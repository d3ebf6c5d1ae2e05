// 基本的なデータ型
pub mod common;
pub mod packet;

// デバイスの基本インターフェース（trait）定義
pub mod traits;

// 記憶・通信・エネルギーのモデル
pub mod memory;
pub mod memory_model;
pub mod protocol;
pub mod connection;
pub mod network;
pub mod energy;

// 各デバイスの実装
pub mod device;
pub mod sensor;
pub mod base_station;
pub mod uav;

// 便利な re-export
pub use common::*;
pub use traits::*;
pub use packet::DataPacket;
pub use memory::{Memory, StoreOutcome};
pub use memory_model::MemoryModel;
pub use protocol::ConnectionProtocol;
pub use connection::{Connection, DataTransition, Endpoint, TickContext, TransferType};
pub use network::{NetworkModel, NetworkSettings};
pub use energy::EnergyModel;
pub use device::Device;
pub use sensor::Sensor;
pub use base_station::BaseStation;
pub use uav::{TaskCounters, Uav, UavTask, WayPoint};
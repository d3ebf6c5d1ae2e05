//! # Logging モジュール
//!
//! シミュレーターのログ出力（tracing-subscriber）を初期化します。
//!
//! コンソールには読みやすい compact 形式、ファイルには日付ごとに切り替わる
//! JSON 形式で出力します。ファイル出力は tracing-appender の非同期ライターを
//! 使うため、ティック処理中のログ書き込みで処理が止まりません。
//! `RUST_LOG` が設定されていれば、設定ファイルやコマンドラインの指定より優先されます。

use std::error::Error;
use std::fs;
use std::str::FromStr;

use tracing::Level;
use tracing_appender::{non_blocking, non_blocking::WorkerGuard, rolling};
use tracing_subscriber::{fmt, layer::SubscriberExt, util::SubscriberInitExt, EnvFilter, Registry};

/// ログ出力先
#[derive(Debug, Clone, Copy, PartialEq, Eq)]
pub enum LogOutput {
    Console,
    File,
    Both,
}

impl LogOutput {
    pub fn writes_console(self) -> bool {
        matches!(self, LogOutput::Console | LogOutput::Both)
    }

    pub fn writes_file(self) -> bool {
        matches!(self, LogOutput::File | LogOutput::Both)
    }
}

impl FromStr for LogOutput {
    type Err = String;

    fn from_str(s: &str) -> Result<Self, Self::Err> {
        match s.to_ascii_lowercase().as_str() {
            "console" => Ok(LogOutput::Console),
            "file" => Ok(LogOutput::File),
            "both" => Ok(LogOutput::Both),
            _ => Err(format!("無効な出力先 '{}' (console, file, both のいずれか)", s)),
        }
    }
}

/// ログ設定
#[derive(Debug, Clone)]
pub struct LogConfig {
    pub level: Level,
    pub output: LogOutput,
    /// ファイル出力先ディレクトリ（存在しなければ作成）
    pub log_dir: String,
    /// ファイル名の接頭辞（`<prefix>.YYYY-MM-DD`）
    pub file_prefix: String,
}

impl Default for LogConfig {
    fn default() -> Self {
        Self {
            level: Level::INFO,
            output: LogOutput::Console,
            log_dir: "logs".to_string(),
            file_prefix: "uavsim".to_string(),
        }
    }
}

impl LogConfig {
    /// `-v` の指定回数からログレベルを決めた設定
    pub fn for_verbosity(verbosity: u8) -> Self {
        Self {
            level: level_for_verbosity(verbosity),
            ..Self::default()
        }
    }
}

/// `-v` の指定回数に対応するログレベル（-vv で DEBUG、-vvv 以上で TRACE）
pub fn level_for_verbosity(verbosity: u8) -> Level {
    match verbosity {
        0 | 1 => Level::INFO,
        2 => Level::DEBUG,
        _ => Level::TRACE,
    }
}

/// ログレベル名を解析する（大文字・小文字は区別しない）
pub fn parse_log_level(level: &str) -> Result<Level, String> {
    Level::from_str(level).map_err(|_| format!("無効なログレベル '{}' (trace, debug, info, warn, error のいずれか)", level))
}

/// ログ出力を初期化します
///
/// 出力先に応じてコンソール層とファイル層を組み合わせ、グローバルな
/// subscriber として登録します。ファイル出力時はディレクトリも作成します。
///
/// # 戻り値
///
/// ファイル出力を行う場合は非同期ライターのガード。破棄した時点で
/// 未書き込みのログが書き出され、ファイル出力が止まるため、
/// 呼び出し側はプログラム終了まで保持してください。
///
/// # 例
///
/// ```rust,no_run
/// use uavsim::logging::{init_logging, LogConfig, LogOutput};
///
/// let config = LogConfig {
///     output: LogOutput::Both,
///     ..LogConfig::for_verbosity(2)
/// };
/// let _guard = init_logging(&config)?;
/// # Ok::<(), Box<dyn std::error::Error>>(())
/// ```
pub fn init_logging(config: &LogConfig) -> Result<Option<WorkerGuard>, Box<dyn Error>> {
    let env_filter = EnvFilter::try_from_default_env().unwrap_or_else(|_| EnvFilter::new(config.level.to_string()));

    let (file_writer, guard) = if config.output.writes_file() {
        fs::create_dir_all(&config.log_dir)?;
        let (writer, guard) = non_blocking(rolling::daily(&config.log_dir, &config.file_prefix));
        (Some(writer), Some(guard))
    } else {
        (None, None)
    };

    let console_layer = config
        .output
        .writes_console()
        .then(|| fmt::layer().with_target(true).compact());
    let file_layer = file_writer.map(|writer| fmt::layer().with_writer(writer).with_target(true).json());

    Registry::default()
        .with(env_filter)
        .with(console_layer)
        .with(file_layer)
        .try_init()?;
    Ok(guard)
}

#[cfg(test)]
mod tests {
    use super::*;

    #[test]
    fn test_log_output_from_str() {
        assert_eq!("console".parse(), Ok(LogOutput::Console));
        assert_eq!("FILE".parse(), Ok(LogOutput::File));
        assert_eq!("both".parse(), Ok(LogOutput::Both));
        assert!("stdout".parse::<LogOutput>().is_err());
    }

    #[test]
    fn test_log_output_targets() {
        assert!(LogOutput::Console.writes_console() && !LogOutput::Console.writes_file());
        assert!(!LogOutput::File.writes_console() && LogOutput::File.writes_file());
        assert!(LogOutput::Both.writes_console() && LogOutput::Both.writes_file());
    }

    #[test]
    fn test_parse_log_level() {
        assert_eq!(parse_log_level("debug"), Ok(Level::DEBUG));
        assert_eq!(parse_log_level("WARN"), Ok(Level::WARN));
        assert!(parse_log_level("verbose").is_err());
    }

    #[test]
    fn test_verbosity_levels() {
        assert_eq!(level_for_verbosity(0), Level::INFO);
        assert_eq!(level_for_verbosity(1), Level::INFO);
        assert_eq!(level_for_verbosity(2), Level::DEBUG);
        assert_eq!(level_for_verbosity(5), Level::TRACE);

        let config = LogConfig::for_verbosity(2);
        assert_eq!(config.level, Level::DEBUG);
        assert_eq!(config.output, LogOutput::Console);
        assert_eq!(config.file_prefix, "uavsim");
    }
}
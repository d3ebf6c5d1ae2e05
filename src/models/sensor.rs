use tracing::trace;

use crate::models::common::{DeviceRef, Vector};
use crate::models::device::Device;
use crate::models::packet::DataPacket;
use crate::models::traits::IDevice;

/// センサー
///
/// 固定位置でデータを生成し、自身の長期記憶に上書き格納します。
/// UAVに収集されるまでデータは記憶内で減衰し、寿命切れで失効します。
#[derive(Debug, Clone, PartialEq)]
pub struct Sensor {
    pub device: Device,
    /// 1ティックあたりの生成単位数
    pub data_collecting_rate: u64,
    pub packet_size: u64,
    pub packet_life_time: u64,
    /// 何ティックごとにデータを生成するか
    pub sampling_rate: u64,
    /// 上書き格納で失われた累計単位数
    pub data_loss: u64,
}

impl Sensor {
    /// 新しいセンサーを作成します
    ///
    /// # 引数
    ///
    /// * `device` - デバイス共通部分
    /// * `data_collecting_rate` - 1ティックあたりの生成単位数
    /// * `packet_size` - パケット1個あたりの単位数（0より大きいこと）
    /// * `packet_life_time` - 生成パケットの寿命（ティック）
    pub fn new(device: Device, data_collecting_rate: u64, packet_size: u64, packet_life_time: u64) -> Self {
        Self {
            device,
            data_collecting_rate,
            packet_size,
            packet_life_time,
            sampling_rate: 1,
            data_loss: 0,
        }
    }

    pub fn with_sampling_rate(mut self, sampling_rate: u64) -> Self {
        self.sampling_rate = sampling_rate.max(1);
        self
    }

    /// データを生成して長期記憶に格納します
    ///
    /// # 戻り値
    ///
    /// 生成した単位数
    pub fn collect_data(&mut self, current_time: u64, speed_rate: u64) -> u64 {
        if self.packet_size == 0 {
            return 0;
        }
        let num_of_packets = (self.data_collecting_rate * speed_rate) / self.packet_size;
        if num_of_packets == 0 {
            return 0;
        }
        let packet = DataPacket::new(self.packet_size, self.packet_life_time, current_time);
        let packets = vec![packet; num_of_packets as usize];
        let generated = num_of_packets * self.packet_size;

        self.device.num_of_collected_packets += generated;
        let outcome = self.device.store_data_in_memory(packets, true);
        self.data_loss += outcome.lost();
        trace!("{}: {} 単位を生成 (損失 {})", self.device, generated, outcome.lost());
        generated
    }
}

impl IDevice for Sensor {
    fn device(&self) -> &Device {
        &self.device
    }

    fn device_mut(&mut self) -> &mut Device {
        &mut self.device
    }

    fn tick(&mut self, current_time: u64, speed_rate: u64, peer_position: &dyn Fn(DeviceRef) -> Option<Vector>) {
        self.device.step(speed_rate, peer_position);
        if current_time % self.sampling_rate == 0 {
            self.collect_data(current_time, speed_rate);
        }
    }
}

#[cfg(test)]
mod tests {
    use super::*;
    use crate::models::device::tests::test_device;

    fn no_peers(_: DeviceRef) -> Option<Vector> {
        None
    }

    fn sensor(rate: u64, packet_size: u64, life_time: u64) -> Sensor {
        Sensor::new(test_device(DeviceRef::sensor(0), Vector::zero(), 10), rate, packet_size, life_time)
    }

    #[test]
    fn test_collect_data_generates_whole_packets() {
        let mut sensor = sensor(25, 10, 5);
        assert_eq!(sensor.collect_data(1, 1), 20);
        assert_eq!(sensor.device.get_current_data_size(), 20);
        assert_eq!(sensor.device.get_current_data().len(), 2);
        assert_eq!(sensor.collect_data(2, 2), 50);
        assert_eq!(sensor.device.num_of_collected_packets, 70);
    }

    #[test]
    fn test_generated_data_expires_without_collection() {
        let mut sensor = sensor(100, 10, 5);
        for t in 1..=5 {
            sensor.tick(t, 1, &no_peers);
        }
        assert_eq!(sensor.device.get_current_data_size(), 500);

        sensor.data_collecting_rate = 0;
        for t in 6..=11 {
            sensor.tick(t, 1, &no_peers);
        }
        assert_eq!(sensor.device.get_current_data_size(), 0);
        assert!(!sensor.has_data());
        assert_eq!(sensor.device.memory_model.expired_size(), 500);
    }

    #[test]
    fn test_overwrite_loss_is_counted() {
        let mut sensor = sensor(600, 100, 50);
        sensor.device.memory_model.memory = crate::models::memory::Memory::new(1000, 100);
        sensor.collect_data(1, 1);
        sensor.collect_data(2, 1);
        assert_eq!(sensor.device.get_current_data_size(), 1000);
        assert_eq!(sensor.data_loss, 200);
    }

    #[test]
    fn test_sampling_rate_skips_ticks() {
        let mut sensor = sensor(10, 10, 50).with_sampling_rate(3);
        for t in 1..=6 {
            sensor.tick(t, 1, &no_peers);
        }
        assert_eq!(sensor.device.num_of_collected_packets, 20);
    }
}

_What you have to do_:
Among the entries above, how many lines hold the string "impl"? Answer with the number only.

_Response area_:
6